Scheduling tasks in order / tying pipelines together in production

296 views
Skip to first unread message

dy...@growthintel.com

unread,
Jul 22, 2016, 12:28:53 PM7/22/16
to Luigi
Hi all,

I'm running into a situation where I've got a few relatively complex pipelines that are normally standalone, but I'd like to be able to tie together in production. Something like this, where Pipeline is a Task representing the entry point to a DAG. 

class MegaPipeline(luigi.WrapperTask):

   
def requires(self):
       
# normal behavior of scheduler would be to run these in any order, but I'd like to
       # ensure that A has run before B.
       
return[PipelineA(), PipelineB()]  

Is there a nice way to do this currently? As far as I can tell, my options are:

- add Pipeline(A) to the requires method of one of the base tasks of Pipeline B (possibly with a boolean parameter to either trigger or not). This does not feel clean to me. 

I'd prefer to just be able to tell the scheduler, "in this case, please execute my requirements in order". 

I hope I'm not missing something obvious here, any and all help much appreciated! 

Dylan 

Dave Buchfuhrer

unread,
Jul 22, 2016, 1:22:31 PM7/22/16
to dy...@growthintel.com, Luigi
The scheduler determines the order of task execution using several parameters.
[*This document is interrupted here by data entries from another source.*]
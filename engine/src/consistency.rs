//! Metric consistency validation and optional auto-correction.
//!
//! Four independent checks over a discipline/control pair: range, deviation
//! against the configured threshold, impossible psychological states, and the
//! stability floor. No check short-circuits another; a pair can collect
//! findings from all four at once.

use serde::{Deserialize, Serialize};

use tiltguard_types::{
    ErrorKind, METRIC_MAX, METRIC_MIN, PsychologicalMetrics, Severity, ValidationConfig,
    ValidationError,
};

/// Outcome of validating one metric pair.
#[derive(Debug, Clone, PartialEq, Serialize, Deserialize)]
#[serde(rename_all = "camelCase")]
pub struct MetricsReport {
    pub is_valid: bool,
    pub errors: Vec<ValidationError>,
    pub warnings: Vec<ValidationError>,
    pub discipline_level: f64,
    pub tilt_control: f64,
    pub psychological_stability_index: f64,
    pub deviation: f64,
    /// Rebalanced pair, present only when auto-correction ran. The original
    /// values above are never overwritten; adopting the correction is the
    /// caller's call.
    #[serde(default, skip_serializing_if = "Option::is_none")]
    pub corrected_data: Option<PsychologicalMetrics>,
}

/// Validate a metric pair against the given config.
///
/// When `config.enable_auto_correction` is set and any check produced an
/// error, a corrected pair is attached to the report.
#[must_use]
pub fn validate_metric_consistency(
    discipline_level: f64,
    tilt_control: f64,
    config: &ValidationConfig,
) -> MetricsReport {
    let metrics = PsychologicalMetrics::new(discipline_level, tilt_control);
    let mut errors = Vec::new();
    let mut warnings = Vec::new();

    check_range(&metrics, &mut errors);
    check_deviation(&metrics, config, &mut errors, &mut warnings);
    check_impossible_state(&metrics, &mut errors);
    check_stability_floor(&metrics, config, &mut warnings);

    let corrected_data = if config.enable_auto_correction && !errors.is_empty() {
        Some(auto_correct(&metrics, config))
    } else {
        None
    };

    MetricsReport {
        is_valid: errors.is_empty(),
        errors,
        warnings,
        discipline_level,
        tilt_control,
        psychological_stability_index: metrics.stability_index(),
        deviation: metrics.deviation(),
        corrected_data,
    }
}

/// Either metric outside [0,100] is critical.
fn check_range(metrics: &PsychologicalMetrics, errors: &mut Vec<ValidationError>) {
    for (field, value) in [
        ("disciplineLevel", metrics.discipline_level),
        ("tiltControl", metrics.tilt_control),
    ] {
        if !value.is_finite() || !(METRIC_MIN..=METRIC_MAX).contains(&value) {
            errors.push(
                ValidationError::new(
                    ErrorKind::Range,
                    Severity::Critical,
                    format!("{field} is {value}, outside [0,100]"),
                )
                .with_field(field)
                .with_value(value)
                .with_expected("0..=100"),
            );
        }
    }
}

/// Excess deviation blocks only in strict mode; otherwise it is a high
/// warning the caller may surface without failing the run.
fn check_deviation(
    metrics: &PsychologicalMetrics,
    config: &ValidationConfig,
    errors: &mut Vec<ValidationError>,
    warnings: &mut Vec<ValidationError>,
) {
    let deviation = metrics.deviation();
    if deviation <= config.max_deviation_between_metrics {
        return;
    }
    let finding = ValidationError::new(
        ErrorKind::Consistency,
        if config.strict_mode {
            Severity::Critical
        } else {
            Severity::High
        },
        format!(
            "deviation between metrics is {deviation:.2}, above the {} threshold",
            config.max_deviation_between_metrics
        ),
    )
    .with_value(deviation)
    .with_expected(config.max_deviation_between_metrics);
    if config.strict_mode {
        errors.push(finding);
    } else {
        warnings.push(finding);
    }
}

/// Very high discipline with very low tilt control (or the mirror image) is
/// treated as logically impossible and always blocks, strict mode or not.
fn check_impossible_state(metrics: &PsychologicalMetrics, errors: &mut Vec<ValidationError>) {
    let d = metrics.discipline_level;
    let t = metrics.tilt_control;
    let impossible = (d > 90.0 && t < 10.0) || (d < 10.0 && t > 90.0);
    if impossible {
        errors.push(
            ValidationError::new(
                ErrorKind::Consistency,
                Severity::Critical,
                format!("impossible psychological state: discipline {d}, tilt control {t}"),
            )
            .with_value(serde_json::json!({ "disciplineLevel": d, "tiltControl": t })),
        );
    }
}

/// A stability index under the configured floor is advisory only.
fn check_stability_floor(
    metrics: &PsychologicalMetrics,
    config: &ValidationConfig,
    warnings: &mut Vec<ValidationError>,
) {
    let psi = metrics.stability_index();
    if psi < config.min_psychological_stability_index {
        warnings.push(
            ValidationError::new(
                ErrorKind::Consistency,
                Severity::Medium,
                format!(
                    "psychological stability index {psi:.2} is below the {} floor",
                    config.min_psychological_stability_index
                ),
            )
            .with_field("psychologicalStabilityIndex")
            .with_value(psi)
            .with_expected(config.min_psychological_stability_index),
        );
    }
}

/// Rebalance an out-of-bounds pair: clamp both scores into [0,100], then if
/// the gap still exceeds the configured threshold, lift the lower score to
/// `higher - threshold`, floored at zero.
#[must_use]
pub fn auto_correct(
    metrics: &PsychologicalMetrics,
    config: &ValidationConfig,
) -> PsychologicalMetrics {
    let mut discipline = metrics.discipline_level.clamp(METRIC_MIN, METRIC_MAX);
    let mut control = metrics.tilt_control.clamp(METRIC_MIN, METRIC_MAX);
    if !discipline.is_finite() {
        discipline = METRIC_MIN;
    }
    if !control.is_finite() {
        control = METRIC_MIN;
    }

    let max_deviation = config.max_deviation_between_metrics;
    if (discipline - control).abs() > max_deviation {
        if discipline < control {
            discipline = (control - max_deviation).max(METRIC_MIN);
        } else {
            control = (discipline - max_deviation).max(METRIC_MIN);
        }
    }

    PsychologicalMetrics::new(discipline, control)
}
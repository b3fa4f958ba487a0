//! Upstream response payload validation.
//!
//! The data layer answers a metrics request with trade statistics plus the
//! emotional data set. Like the tags themselves, the payload is loose at the
//! boundary: required fields may be missing or the wrong type, and every such
//! state is reported rather than rejected by the decoder.

use serde::{Deserialize, Serialize};

use tiltguard_types::{
    ErrorKind, RawEmotionTag, Severity, ValidationConfig, ValidationError,
};

/// Trade statistics payload as shipped by the upstream data layer.
#[derive(Debug, Clone, Default, PartialEq, Serialize, Deserialize)]
#[serde(rename_all = "camelCase", default)]
pub struct TradeStatsPayload {
    pub total_trades: Option<f64>,
    #[serde(rename = "totalPnL")]
    pub total_pnl: Option<f64>,
    pub win_rate: Option<f64>,
    #[serde(deserialize_with = "lenient_tags")]
    pub emotional_data: Option<Vec<RawEmotionTag>>,
    /// Upstream-reported response latency in milliseconds.
    pub response_time_ms: Option<f64>,
}

/// Accept any JSON in the emotional data slot. Array entries that are not tag
/// objects decode to an empty record, which the normalizer reports as
/// malformed; a non-array value counts as absent and draws the missing-data
/// finding.
fn lenient_tags<'de, D>(deserializer: D) -> Result<Option<Vec<RawEmotionTag>>, D::Error>
where
    D: serde::Deserializer<'de>,
{
    let raw = serde_json::Value::deserialize(deserializer)?;
    Ok(match raw {
        serde_json::Value::Array(entries) => Some(
            entries
                .into_iter()
                .map(|entry| serde_json::from_value(entry).unwrap_or_default())
                .collect(),
        ),
        _ => None,
    })
}

/// Outcome of validating one payload.
#[derive(Debug, Clone, PartialEq, Serialize, Deserialize)]
#[serde(rename_all = "camelCase")]
pub struct PayloadReport {
    pub is_valid: bool,
    pub errors: Vec<ValidationError>,
    pub warnings: Vec<ValidationError>,
}

/// Validate an upstream payload against the required-field contract.
#[must_use]
pub fn validate_payload(
    payload: Option<&TradeStatsPayload>,
    config: &ValidationConfig,
) -> PayloadReport {
    let mut errors = Vec::new();
    let mut warnings = Vec::new();

    let Some(payload) = payload else {
        errors.push(
            ValidationError::new(
                ErrorKind::NullValue,
                Severity::Critical,
                "upstream payload is null or missing",
            )
            .with_field("payload"),
        );
        return PayloadReport {
            is_valid: false,
            errors,
            warnings,
        };
    };

    match payload.total_trades {
        None => errors.push(missing_field("totalTrades")),
        Some(n) if !n.is_finite() => errors.push(non_numeric("totalTrades")),
        Some(n) if n < 0.0 => errors.push(
            ValidationError::new(
                ErrorKind::Range,
                Severity::High,
                format!("totalTrades is {n}, must be non-negative"),
            )
            .with_field("totalTrades")
            .with_value(n),
        ),
        Some(_) => {}
    }

    match payload.total_pnl {
        None => errors.push(missing_field("totalPnL")),
        Some(n) if !n.is_finite() => errors.push(non_numeric("totalPnL")),
        Some(_) => {}
    }

    match payload.win_rate {
        None => errors.push(missing_field("winRate")),
        Some(n) if !n.is_finite() => errors.push(non_numeric("winRate")),
        Some(n) if !(0.0..=100.0).contains(&n) => errors.push(
            ValidationError::new(
                ErrorKind::Range,
                Severity::High,
                format!("winRate is {n}, outside [0,100]"),
            )
            .with_field("winRate")
            .with_value(n)
            .with_expected("0..=100"),
        ),
        Some(_) => {}
    }

    match &payload.emotional_data {
        None => errors.push(
            ValidationError::new(
                ErrorKind::DataIntegrity,
                Severity::High,
                "payload carries no emotional data",
            )
            .with_field("emotionalData"),
        ),
        Some(tags) if tags.is_empty() => warnings.push(
            ValidationError::new(
                ErrorKind::DataIntegrity,
                Severity::Medium,
                "payload emotional data is empty",
            )
            .with_field("emotionalData"),
        ),
        Some(_) => {}
    }

    if let Some(elapsed) = payload.response_time_ms {
        if elapsed > config.max_calculation_time_ms {
            let finding = ValidationError::new(
                ErrorKind::Performance,
                if config.strict_mode {
                    Severity::High
                } else {
                    Severity::Medium
                },
                format!(
                    "response time {elapsed:.1}ms exceeds the {:.1}ms budget",
                    config.max_calculation_time_ms
                ),
            )
            .with_field("responseTimeMs")
            .with_value(elapsed)
            .with_expected(config.max_calculation_time_ms);
            if config.strict_mode {
                errors.push(finding);
            } else {
                warnings.push(finding);
            }
        }
    }

    PayloadReport {
        is_valid: errors.is_empty(),
        errors,
        warnings,
    }
}

fn missing_field(field: &str) -> ValidationError {
    ValidationError::new(
        ErrorKind::DataIntegrity,
        Severity::High,
        format!("required field {field} is missing"),
    )
    .with_field(field)
}

fn non_numeric(field: &str) -> ValidationError {
    ValidationError::new(
        ErrorKind::Type,
        Severity::High,
        format!("{field} is not a finite number"),
    )
    .with_field(field)
}

#[cfg(test)]
mod tests {
    use super::*;

    fn good_payload() -> TradeStatsPayload {
        TradeStatsPayload {
            total_trades: Some(42.0),
            total_pnl: Some(-130.25),
            win_rate: Some(55.0),
            emotional_data: Some(vec![RawEmotionTag::new("DISCIPLINE", 70.0)]),
            response_time_ms: Some(120.0),
        }
    }

    #[test]
    fn well_formed_payload_passes() {
        let report = validate_payload(Some(&good_payload()), &ValidationConfig::default());
        assert!(report.is_valid, "errors: {:?}", report.errors);
        assert!(report.warnings.is_empty());
    }

    #[test]
    fn missing_payload_is_a_critical_null_error() {
        let report = validate_payload(None, &ValidationConfig::default());
        assert!(!report.is_valid);
        assert_eq!(report.errors.len(), 1);
        assert_eq!(report.errors[0].kind, ErrorKind::NullValue);
        assert_eq!(report.errors[0].severity, Severity::Critical);
    }

    #[test]
    fn negative_trade_count_is_a_range_error() {
        let payload = TradeStatsPayload {
            total_trades: Some(-1.0),
            ..good_payload()
        };
        let report = validate_payload(Some(&payload), &ValidationConfig::default());
        assert!(!report.is_valid);
        assert_eq!(report.errors[0].kind, ErrorKind::Range);
    }

    #[test]
    fn non_finite_pnl_is_a_type_error() {
        let payload = TradeStatsPayload {
            total_pnl: Some(f64::INFINITY),
            ..good_payload()
        };
        let report = validate_payload(Some(&payload), &ValidationConfig::default());
        assert!(!report.is_valid);
        assert_eq!(report.errors[0].kind, ErrorKind::Type);
    }

    #[test]
    fn win_rate_over_100_is_a_range_error() {
        let payload = TradeStatsPayload {
            win_rate: Some(101.0),
            ..good_payload()
        };
        let report = validate_payload(Some(&payload), &ValidationConfig::default());
        assert!(!report.is_valid);
        assert!(report.errors[0].message.contains("winRate"));
    }

    #[test]
    fn missing_required_fields_each_get_a_finding() {
        let report = validate_payload(
            Some(&TradeStatsPayload::default()),
            &ValidationConfig::default(),
        );
        assert!(!report.is_valid);
        // totalTrades, totalPnL, winRate, emotionalData.
        assert_eq!(report.errors.len(), 4);
    }

    #[test]
    fn empty_emotional_data_is_a_warning_not_an_error() {
        let payload = TradeStatsPayload {
            emotional_data: Some(vec![]),
            ..good_payload()
        };
        let report = validate_payload(Some(&payload), &ValidationConfig::default());
        assert!(report.is_valid);
        assert_eq!(report.warnings.len(), 1);
    }

    #[test]
    fn slow_response_warns_by_default_and_blocks_in_strict_mode() {
        let payload = TradeStatsPayload {
            response_time_ms: Some(5000.0),
            ..good_payload()
        };
        let lax = validate_payload(Some(&payload), &ValidationConfig::default());
        assert!(lax.is_valid);
        assert_eq!(lax.warnings.len(), 1);
        assert_eq!(lax.warnings[0].kind, ErrorKind::Performance);

        let strict = validate_payload(
            Some(&payload),
            &ValidationConfig {
                strict_mode: true,
                ..ValidationConfig::default()
            },
        );
        assert!(!strict.is_valid);
    }

    #[test]
    fn loose_emotional_data_entries_decode_instead_of_failing() {
        let payload: TradeStatsPayload = serde_json::from_str(
            r#"{"totalTrades":5,"totalPnL":10,"winRate":50,
                "emotionalData":[42,{"subject":"TILT","value":30}],
                "responseTimeMs":20}"#,
        )
        .unwrap();
        let tags = payload.emotional_data.as_ref().unwrap();
        assert_eq!(tags.len(), 2);
        // The non-object entry surfaces as an empty record for the
        // normalizer to report, not a decode failure.
        assert_eq!(tags[0], RawEmotionTag::default());
        assert_eq!(tags[1].subject_str(), Some("TILT"));

        let report = validate_payload(Some(&payload), &ValidationConfig::default());
        assert!(report.is_valid);
    }

    #[test]
    fn payload_deserializes_from_upstream_json() {
        let payload: TradeStatsPayload = serde_json::from_str(
            r#"{"totalTrades":10,"totalPnL":42.5,"winRate":60,
                "emotionalData":[{"subject":"TILT","value":30}],
                "responseTimeMs":80}"#,
        )
        .unwrap();
        assert_eq!(payload.total_trades, Some(10.0));
        assert_eq!(payload.emotional_data.unwrap().len(), 1);
    }
}
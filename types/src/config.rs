//! Request-scoped validation configuration.
//!
//! A config is an immutable value handed explicitly into every call. There is
//! no module-level mutable default: `ValidationConfig::default()` is the
//! process-wide baseline and callers that want something else build their own
//! value and pass it along.

use serde::{Deserialize, Serialize};

/// Tuning knobs for one validation run.
#[derive(Debug, Clone, Copy, PartialEq, Serialize, Deserialize)]
#[serde(rename_all = "camelCase", default)]
pub struct ValidationConfig {
    /// Largest acceptable gap between discipline level and tilt control.
    pub max_deviation_between_metrics: f64,
    /// Stability floor below which a warning is raised.
    pub min_psychological_stability_index: f64,
    /// Calculation/response time budget in milliseconds.
    pub max_calculation_time_ms: f64,
    /// Rebalance out-of-bounds metrics when the consistency check fails.
    pub enable_auto_correction: bool,
    /// Escalate the deviation and timing checks from warnings to errors.
    pub strict_mode: bool,
    /// Emit a structured log entry per completed validation run.
    pub log_validation_failures: bool,
}

impl Default for ValidationConfig {
    fn default() -> Self {
        Self {
            max_deviation_between_metrics: DEFAULT_MAX_METRIC_DEVIATION,
            min_psychological_stability_index: DEFAULT_MIN_STABILITY_INDEX,
            max_calculation_time_ms: DEFAULT_MAX_CALCULATION_TIME_MS,
            enable_auto_correction: false,
            strict_mode: false,
            log_validation_failures: true,
        }
    }
}

/// Default deviation threshold the consistency validator enforces.
///
/// Deliberately distinct from the calculator's internal 30-point clamp
/// (`CALCULATOR_DEVIATION_CLAMP` in the engine): the two thresholds disagree
/// in the upstream system and which one is authoritative is an open product
/// question, so both are kept as separately named constants.
pub const DEFAULT_MAX_METRIC_DEVIATION: f64 = 15.0;

/// Default floor for the psychological stability index.
pub const DEFAULT_MIN_STABILITY_INDEX: f64 = 20.0;

/// Default timing budget, in milliseconds.
pub const DEFAULT_MAX_CALCULATION_TIME_MS: f64 = 1000.0;

impl ValidationConfig {
    /// Baseline config with strict mode and auto-correction enabled, the
    /// combination the upstream dashboard uses for pre-publish checks.
    #[must_use]
    pub fn strict() -> Self {
        Self {
            strict_mode: true,
            enable_auto_correction: true,
            ..Self::default()
        }
    }
}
The main three are dependencies, resources, and priority. Dependencies are how you tell the scheduler to run specific tasks in a specific order. If you always want PipelineA to run before TaskB in production, then TaskB should depend on PipelineA in production. If you instead just want PipelineA to run preferentially before you get around to running the tasks in PipelineB, you should give the tasks in PipelineA higher priority than those in PipelineB. If you don't care about the order but only want to ensure that tasks aren't run at the same time, resources are the correct tool.

You can combine resources and priority to ensure that the scheduler chooses PipelineA tasks before PipelineB tasks. Simply give each task in PipelineA a single unit of a resource. Give every task in PipelineB 100 units of the same resource. Give the scheduler a 100-unit limit of this resource in production, and a 1 billion limit of this resource in staging. Also, give every task in PipelineA a higher priority than any task in PipelineB. Now both tasks will run simultaneously in staging but in production you'll run up to 100 PipelineA tasks at the same time until there are no more runnable PipelineA tasks left, then start working on PipelineB tasks.

Note that with the above solution, you will also start working on PipelineB tasks if all PipelineA tasks fail. If you want PipelineA to finish successfully before running PipelineB, that is what a dependency means and you should use a dependency. If this dependency only exists in production, the easiest way to configure it is with a global boolean config parameter that you read during the requires function of all your PipelineB tasks.

--
You received this message because you are subscribed to the Google Groups "Luigi" group.
To unsubscribe from this group and stop receiving emails from it, send an email to luigi-user+...@googlegroups.com.
For more options, visit https://groups.google.com/d/optout.

Dylan Barth

unread,
Jul 22, 2016, 2:12:29 PM7/22/16
to Dave Buchfuhrer, Luigi
Thanks Dave. In our case, we definitely have a dependency relationship, I was just hoping there was a way I could get chain entire pipelines together without having them know about one another. Since these feel like distinct groups of tasks, It doesn't feel great to me to have to add information about PipelineA to PipelineB's requires methods. 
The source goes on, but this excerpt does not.